Since Monday night’s slide, officials have inspected the site by air with drones, helicopters and planes while teams using detection dogs and sonar covered the ground and water, but the three people — one adult and two juveniles — remain missing, McDaniel said.
The slide churned up the earth from near the top of the mountain down to the ocean, tearing down a wide swath of evergreen trees and burying a highway in the Southeast Alaska island community, which is located about 155 miles south of Juneau. Rescue crews found the body of a girl in an initial search Monday night and the bodies of two adults on Tuesday.
Around 54 homes are cut off from town by the landslide, and roughly 35 to 45 people have chosen to stay in that area, interim borough manager Mason Villarma said. Boats are being used to provide supplies, including food, fuel and water, and prescription medications to those residents. Given the geography of the island — with the town at the northern point and houses along a 13-mile stretch of paved road — currently “the ocean is our only access to those residences,” he said.

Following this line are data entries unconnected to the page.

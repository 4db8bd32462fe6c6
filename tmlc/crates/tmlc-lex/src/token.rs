//! Token definitions.

use tmlc_util::{Date, Span};

/// The kind of a lexed token.
#[derive(Clone, Copy, Debug, PartialEq, Eq, Hash)]
pub enum TokenKind {
    /// `# ...` up to (not including) the next newline.
    Comment,
    /// Any of the four string forms, escape-processed.
    String,
    /// A bare word; includes `true`/`false`.
    Identifier,
    /// Signed 64-bit integer literal.
    Int,
    /// Float literal.
    Double,
    /// Date-time literal.
    Date,
    /// `\n`.
    Newline,
    /// `=`.
    Equals,
    /// `,`.
    Comma,
    /// `:`.
    Colon,
    /// `.`.
    Dot,
    /// `{`.
    BraceOpen,
    /// `}`.
    BraceClose,
    /// `[`.
    BracketOpen,
    /// `]`.
    BracketClose,
    /// End of input.
    Eof,
}

/// Decoded payload of a token.
///
/// Punctuation, newlines, comments, and EOF carry [`TokenValue::None`].
/// String and identifier tokens own their final text; for strings that is
/// the post-demangle form with escapes expanded and triple-quote trimming
/// applied.
#[derive(Clone, Debug, PartialEq)]
pub enum TokenValue {
    None,
    Int(i64),
    Float(f64),
    Date(Date),
    Text(String),
}

/// One lexed token: kind, source span, decoded payload.
#[derive(Clone, Debug, PartialEq)]
pub struct Token {
    pub kind: TokenKind,
    pub span: Span,
    pub value: TokenValue,
}

impl Token {
    pub(crate) fn new(kind: TokenKind, span: Span, value: TokenValue) -> Self {
        Self { kind, span, value }
    }

    /// The textual payload of a string or identifier token; empty for
    /// everything else.
    pub fn text(&self) -> &str {
        match &self.value {
            TokenValue::Text(text) => text,
            _ => "",
        }
    }

    /// The integer payload, or 0 for non-INT tokens.
    pub fn int_value(&self) -> i64 {
        match self.value {
            TokenValue::Int(v) => v,
            _ => 0,
        }
    }

    /// The float payload, or 0.0 for non-DOUBLE tokens.
    pub fn float_value(&self) -> f64 {
        match self.value {
            TokenValue::Float(v) => v,
            _ => 0.0,
        }
    }

    /// The date payload, or the zero date for non-DATE tokens.
    pub fn date_value(&self) -> Date {
        match self.value {
            TokenValue::Date(d) => d,
            _ => Date::default(),
        }
    }
}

On Thursday, the Alaska Division of Homeland Security and Emergency Management said the state transportation department’s clearing of debris will begin on the Zimovia Highway’s north side, with the removal of trees, and then progress to the middle of the landslide.

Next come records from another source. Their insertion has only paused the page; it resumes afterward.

//! Error model for the tmlc parser.
//!
//! Every failure in the pipeline - decoding, lexing, grammar actions - is
//! terminal for the parse and surfaces as a single [`TomlError`]: a kind plus
//! the line/column captured at the point of detection.

use thiserror::Error;

use crate::Span;

/// Classification of a parse failure.
#[derive(Clone, Copy, Debug, PartialEq, Eq, Error)]
pub enum ErrorKind {
    /// The input was not well-formed UTF-8.
    #[error("input is not valid UTF-8")]
    Encoding,

    /// The parser reached a state it believes unreachable; a bug, not an
    /// input problem.
    #[error("internal parser error")]
    Internal,

    /// An allocation failed.
    #[error("out of memory")]
    OutOfMemory,

    /// A `"..."` string hit a newline or end of input before closing.
    #[error("unclosed double-quoted string")]
    UnclosedDoubleQuote,

    /// A `'...'` string hit a newline or end of input before closing.
    #[error("unclosed single-quoted string")]
    UnclosedSingleQuote,

    /// A `"""..."""` string hit end of input before closing.
    #[error("unclosed triple-double-quoted string")]
    UnclosedTripleDoubleQuote,

    /// A `'''...'''` string hit end of input before closing.
    #[error("unclosed triple-single-quoted string")]
    UnclosedTripleSingleQuote,

    /// A backslash escape other than the recognized set, or a malformed
    /// `\u`/`\U` codepoint escape.
    #[error("invalid escape sequence")]
    InvalidEscape,

    /// An integer literal with no digits, leading zeros, stray characters,
    /// or a value outside the signed 64-bit range.
    #[error("invalid integer literal")]
    InvalidInt,

    /// A float literal with a malformed integer, fractional, or exponent
    /// part.
    #[error("invalid float literal")]
    InvalidDouble,

    /// A date literal with wrong digit counts, separators, or field ranges.
    #[error("invalid date literal")]
    InvalidDate,

    /// An underscore separator in a numeric literal that is leading,
    /// trailing, or doubled.
    #[error("misplaced underscore in numeric literal")]
    InvalidUnderscore,

    /// A table header re-declared a table that was already declared.
    #[error("table redeclared")]
    TableReassigned,

    /// A key was assigned a second time.
    #[error("value reassigned")]
    ValueReassigned,

    /// The token stream did not match the grammar.
    #[error("syntax error")]
    Parse,

    /// A bare identifier other than `true`/`false` appeared in value
    /// position.
    #[error("misplaced identifier")]
    MisplacedIdentifier,

    /// An array-of-tables header collided with an existing non-table-array
    /// value.
    #[error("list redeclared")]
    ListReassigned,

    /// An inline array with elements of differing kinds.
    #[error("mixed types in array")]
    MixedList,
}

/// A terminal parse failure with its position.
///
/// `line` and `column` locate the point of detection (1-based; columns count
/// code points). `code` carries auxiliary detail for [`ErrorKind::Encoding`]:
/// the number of leading input bytes that were valid UTF-8. It is zero for
/// every other kind.
#[derive(Clone, Copy, Debug, PartialEq, Eq, Error)]
#[error("{line}:{column}: {kind}")]
pub struct TomlError {
    /// What went wrong.
    pub kind: ErrorKind,
    /// Line of the offending character (1-based).
    pub line: u32,
    /// Column of the offending character (1-based, in code points).
    pub column: u32,
    /// Auxiliary error detail; see the type-level docs.
    pub code: usize,
}

impl TomlError {
    /// Creates an error at an explicit line/column.
    pub fn new(kind: ErrorKind, line: u32, column: u32) -> Self {
        Self {
            kind,
            line,
            column,
            code: 0,
        }
    }

    /// Creates an error positioned at the start of `span`.
    pub fn at(kind: ErrorKind, span: Span) -> Self {
        Self::new(kind, span.line, span.column)
    }

    /// Creates a UTF-8 decoding error. `valid_up_to` is the number of
    /// leading bytes that decoded cleanly; the reported position assumes the
    /// failure is on line 1 of an undecodable input.
    pub fn encoding(valid_up_to: usize) -> Self {
        Self {
            kind: ErrorKind::Encoding,
            line: 1,
            column: 1,
            code: valid_up_to,
        }
    }
}

/// Convenience alias used across the tmlc crates.
pub type Result<T> = std::result::Result<T, TomlError>;

#[cfg(test)]
mod tests {
    use super::*;

    #[test]
    fn test_display_includes_position() {
        let err = TomlError::new(ErrorKind::Parse, 3, 7);
        assert_eq!(err.to_string(), "3:7: syntax error");
    }

    #[test]
    fn test_at_takes_span_start() {
        let span = Span::new(10, 14, 2, 5);
        let err = TomlError::at(ErrorKind::MixedList, span);
        assert_eq!(err.line, 2);
        assert_eq!(err.column, 5);
        assert_eq!(err.code, 0);
    }

    #[test]
    fn test_encoding_carries_valid_prefix_len() {
        let err = TomlError::encoding(12);
        assert_eq!(err.kind, ErrorKind::Encoding);
        assert_eq!(err.code, 12);
    }

    #[test]
    fn test_kind_messages() {
        assert_eq!(
            ErrorKind::UnclosedSingleQuote.to_string(),
            "unclosed single-quoted string"
        );
        assert_eq!(ErrorKind::MixedList.to_string(), "mixed types in array");
    }
}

“The initial objective is to create one lane road access. This will allow the power company to restore power poles within the slide zone and reconnect power out the road,” the division said in an update on the multi-agency landslide response.
Wrangell usually celebrates Thanksgiving with a tree lighting and downtown shopping events but could replace that with a vigil, Villarma said.

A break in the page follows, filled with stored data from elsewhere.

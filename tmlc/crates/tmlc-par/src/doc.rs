//! Document tree and query API.
//!
//! A parse produces a tree of [`Doc`] nodes rooted at a table. Table
//! children are stored name-sorted and looked up by binary search; list
//! elements keep their insertion order. All payloads are owned by their
//! node, so dropping the root frees the whole document.

use tmlc_util::Date;

/// The kind of a document node.
#[derive(Clone, Copy, Debug, PartialEq, Eq, Hash)]
pub enum NodeKind {
    Table,
    List,
    Int,
    Float,
    Str,
    Date,
    Bool,
}

/// Payload of a node. Tables keep children sorted by name.
#[derive(Clone, Debug, PartialEq)]
pub(crate) enum NodeValue {
    Table(Vec<Doc>),
    List(Vec<Doc>),
    Str(String),
    Int(i64),
    Float(f64),
    Bool(bool),
    Date(Date),
}

/// One node of a parsed document.
///
/// The root is always a table with an empty name. Every other node carries
/// the key under which its parent table holds it; list elements have an
/// empty name.
///
/// Scalar accessors return a documented default on kind mismatch rather
/// than panicking: 0, 0.0, `false`, `""`, or the zero [`Date`]. The numeric
/// accessors cross-cast between Int and Float.
#[derive(Clone, Debug, PartialEq)]
pub struct Doc {
    name: String,
    value: NodeValue,
}

impl Doc {
    pub(crate) fn new(name: String, value: NodeValue) -> Self {
        Self { name, value }
    }

    /// The kind of this node.
    pub fn kind(&self) -> NodeKind {
        match self.value {
            NodeValue::Table(_) => NodeKind::Table,
            NodeValue::List(_) => NodeKind::List,
            NodeValue::Str(_) => NodeKind::Str,
            NodeValue::Int(_) => NodeKind::Int,
            NodeValue::Float(_) => NodeKind::Float,
            NodeValue::Bool(_) => NodeKind::Bool,
            NodeValue::Date(_) => NodeKind::Date,
        }
    }

    /// The key this node sits under in its parent table; empty for the root
    /// and for list elements.
    pub fn name(&self) -> &str {
        &self.name
    }

    /// Looks up a direct child of a table by exact key.
    pub fn get(&self, key: &str) -> Option<&Doc> {
        match &self.value {
            NodeValue::Table(children) => children
                .binary_search_by(|child| child.name.as_str().cmp(key))
                .ok()
                .map(|i| &children[i]),
            _ => None,
        }
    }

    /// Walks a `.`-separated path. Table nodes are traversed with [`get`];
    /// on a list, a segment that parses as a non-negative decimal integer
    /// indexes into the list (`"foo.1.bar"` is the `bar` field of the second
    /// element of `foo`). Returns `None` on any miss or kind mismatch.
    ///
    /// The split is literal: consecutive, leading, or trailing dots produce
    /// empty segments, which look up the empty-string key (so `"a..b"` only
    /// resolves through a table that holds a key `""`). Keys containing
    /// literal dots cannot be addressed this way; use [`get`] for those.
    ///
    /// [`get`]: Doc::get
    pub fn get_path(&self, path: &str) -> Option<&Doc> {
        let mut node = self;
        for segment in path.split('.') {
            node = match &node.value {
                NodeValue::Table(_) => node.get(segment)?,
                NodeValue::List(items) => items.get(segment.parse::<usize>().ok()?)?,
                _ => return None,
            };
        }
        Some(node)
    }

    /// Integer payload; Float nodes are cast, anything else yields 0.
    pub fn as_int(&self) -> i64 {
        match self.value {
            NodeValue::Int(v) => v,
            NodeValue::Float(v) => v as i64,
            _ => 0,
        }
    }

    /// Float payload; Int nodes are cast, anything else yields 0.0.
    pub fn as_float(&self) -> f64 {
        match self.value {
            NodeValue::Float(v) => v,
            NodeValue::Int(v) => v as f64,
            _ => 0.0,
        }
    }

    /// Boolean payload, or `false` for non-Bool nodes.
    pub fn as_bool(&self) -> bool {
        match self.value {
            NodeValue::Bool(v) => v,
            _ => false,
        }
    }

    /// String payload, or `""` for non-Str nodes. The returned slice
    /// borrows from the document.
    pub fn as_str(&self) -> &str {
        match &self.value {
            NodeValue::Str(s) => s,
            _ => "",
        }
    }

    /// Date payload, or the zero date for non-Date nodes.
    pub fn as_date(&self) -> Date {
        match self.value {
            NodeValue::Date(d) => d,
            _ => Date::default(),
        }
    }

    /// Number of children for tables and lists; 0 for scalars.
    pub fn len(&self) -> usize {
        match &self.value {
            NodeValue::Table(children) => children.len(),
            NodeValue::List(items) => items.len(),
            _ => 0,
        }
    }

    /// True if this node has no children.
    pub fn is_empty(&self) -> bool {
        self.len() == 0
    }

    /// The i-th child: list elements by position, table children in
    /// name-sorted order.
    pub fn index(&self, idx: usize) -> Option<&Doc> {
        match &self.value {
            NodeValue::Table(children) => children.get(idx),
            NodeValue::List(items) => items.get(idx),
            _ => None,
        }
    }

    /// Iterates children: lists in insertion order, tables in name-sorted
    /// order. Scalars yield nothing.
    pub fn iter(&self) -> Iter<'_> {
        let children = match &self.value {
            NodeValue::Table(children) => children.as_slice(),
            NodeValue::List(items) => items.as_slice(),
            _ => &[],
        };
        Iter {
            inner: children.iter(),
        }
    }
}

/// Iterator over a node's children.
pub struct Iter<'a> {
    inner: std::slice::Iter<'a, Doc>,
}

impl<'a> Iterator for Iter<'a> {
    type Item = &'a Doc;

    fn next(&mut self) -> Option<Self::Item> {
        self.inner.next()
    }

    fn size_hint(&self) -> (usize, Option<usize>) {
        self.inner.size_hint()
    }
}

impl<'a> IntoIterator for &'a Doc {
    type Item = &'a Doc;
    type IntoIter = Iter<'a>;

    fn into_iter(self) -> Self::IntoIter {
        self.iter()
    }
}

In that way, the town “can come together physically and recognize the tragedy and the loss of life ... but also the triumph of a small community that’s really come together and been able to pull off some remarkable successes, even in the face of all this adversity,” Villarma said in a phone interview with The Associated Press.
The state transportation department had said on social media Wednesday that the process of clearing the highway would only begin once search and rescue efforts were complete. There was no immediate timeline for when that portion of the highway would reopen.
A woman who had been on the upper floor of a home was rescued Tuesday. She was in good condition and undergoing medical care. One of the three homes that was struck was unoccupied, McDaniel said Tuesday.
Because of the hazards of searching an unstable area, a geologist from the state transportation department was brought in to conduct a preliminary assessment, clearing some areas of the slide for ground searches. But authorities warned of a threat of additional landslides.
The slide — estimated to be 450 feet wide — occurred during rain and a windstorm. Wrangell received about 2 inches of rain from early Monday until late evening, with wind gusts up to 60 mph at higher elevations, said Aaron Jacobs, a National Weather Service hydrologist and meteorologist in Juneau.
It was part of a strong storm system that moved through Southeast Alaska, bringing heavy snow in places and blizzard-like conditions to the state capital Juneau as well as rainfall with minor flooding further south.
Jacobs said the rainfall Wrangell received on Monday wasn’t unusual, but the strong winds could have helped trigger the slide.
Saturated soil can give way when gusts blow trees on a slope, said Barrett Salisbury, a geologist with the Alaska Department of Natural Resources.